DATA FOR THIS TASK Block Start

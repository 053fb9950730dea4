//! Arbitration request sent to decision oracles
//!
//! The request is serialized into the prompt as JSON; the oracle answers in
//! free text that must carry exactly one decision token.

use rust_decimal::Decimal;
use serde::{Deserialize, Serialize};

use crate::domain::{BreachEvent, BreachKind, Decision, Side};

/// One open position as shown to an oracle
#[derive(Debug, Clone, PartialEq, Serialize, Deserialize)]
pub struct PositionSummary {
    pub symbol: String,
    pub side: Side,
    pub size: Decimal,
    pub unrealized_pnl: Decimal,
}

/// Portfolio summary embedded in the request
#[derive(Debug, Clone, PartialEq, Serialize, Deserialize)]
pub struct SnapshotSummary {
    pub total_value: Decimal,
    pub available_balance: Decimal,
    /// P&L since the baseline
    pub pnl: Decimal,
    pub open_positions: Vec<PositionSummary>,
}

/// Everything an oracle gets to see about a breach
#[derive(Debug, Clone, PartialEq, Serialize, Deserialize)]
pub struct ArbitrationRequest {
    pub breach_kind: BreachKind,
    /// Metric value that crossed the limit
    pub observed: Decimal,
    pub limit: Decimal,
    pub snapshot_summary: SnapshotSummary,
    /// What happens without arbitration
    pub default_action: Decision,
}

impl ArbitrationRequest {
    pub fn from_event(event: &BreachEvent, default_action: Decision) -> Self {
        let snapshot = event.snapshot();
        Self {
            breach_kind: event.kind(),
            observed: event.observed(),
            limit: event.limit(),
            snapshot_summary: SnapshotSummary {
                total_value: snapshot.total_value_usd(),
                available_balance: snapshot.available_balance_usd(),
                pnl: snapshot.realized_pnl_since_baseline(),
                open_positions: snapshot
                    .open_positions()
                    .map(|p| PositionSummary {
                        symbol: p.symbol.clone(),
                        side: p.side,
                        size: p.size,
                        unrealized_pnl: p.unrealized_pnl,
                    })
                    .collect(),
            },
            default_action,
        }
    }

    fn headline(&self) -> String {
        match self.breach_kind {
            BreachKind::MinBalance => format!(
                "Available balance ${} is below the minimum of ${}",
                self.observed.round_dp(2),
                self.limit.round_dp(2)
            ),
            BreachKind::MaxLoss => format!(
                "Your account has lost ${}, exceeding the loss limit of ${}",
                (-self.observed).round_dp(2),
                self.limit.round_dp(2)
            ),
            BreachKind::MaxGain => format!(
                "Your account has gained ${}, reaching the take-profit limit of ${}",
                self.observed.round_dp(2),
                self.limit.round_dp(2)
            ),
        }
    }

    /// Render the user prompt
    pub fn to_prompt(&self) -> String {
        let context = serde_json::to_string_pretty(self).unwrap_or_default();

        let mut positions = String::new();
        for p in &self.snapshot_summary.open_positions {
            positions.push_str(&format!(
                "- {} {} {} (unrealized PnL: ${})\n",
                p.symbol,
                p.side,
                p.size,
                p.unrealized_pnl.round_dp(2)
            ));
        }
        if positions.is_empty() {
            positions.push_str("- none\n");
        }

        format!(
            r#"RISK LIMIT BREACH ALERT ({kind})

{headline}

Current Positions:
{positions}
Default action if you do not answer: {default}

## Context

```json
{context}
```

Should we close all positions immediately? Consider:
1. Market conditions
2. Position sizes and leverage
3. Risk of further losses

Respond with:
CLOSE_ALL or HOLD_POSITIONS
Then explain your reasoning."#,
            kind = self.breach_kind,
            headline = self.headline(),
            positions = positions,
            default = self.default_action.token(),
            context = context,
        )
    }
}

/// System prompt shared by every oracle backend
pub const ARBITRATION_SYSTEM_PROMPT: &str = "You are a risk manager for a leveraged trading account. \
A risk limit has been breached. Reply with exactly one of the tokens CLOSE_ALL or HOLD_POSITIONS \
on the first line, then a short justification. Never use both tokens.";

DATA FOR THIS TASK Block End

--- YOUR TASK ---
Which lines in the records contain the word "PositionSummary"? Copy each one.

--- SOLUTION TO THIS EXERCISE ---
pub struct PositionSummary {
    pub open_positions: Vec<PositionSummary>,
                    .map(|p| PositionSummary {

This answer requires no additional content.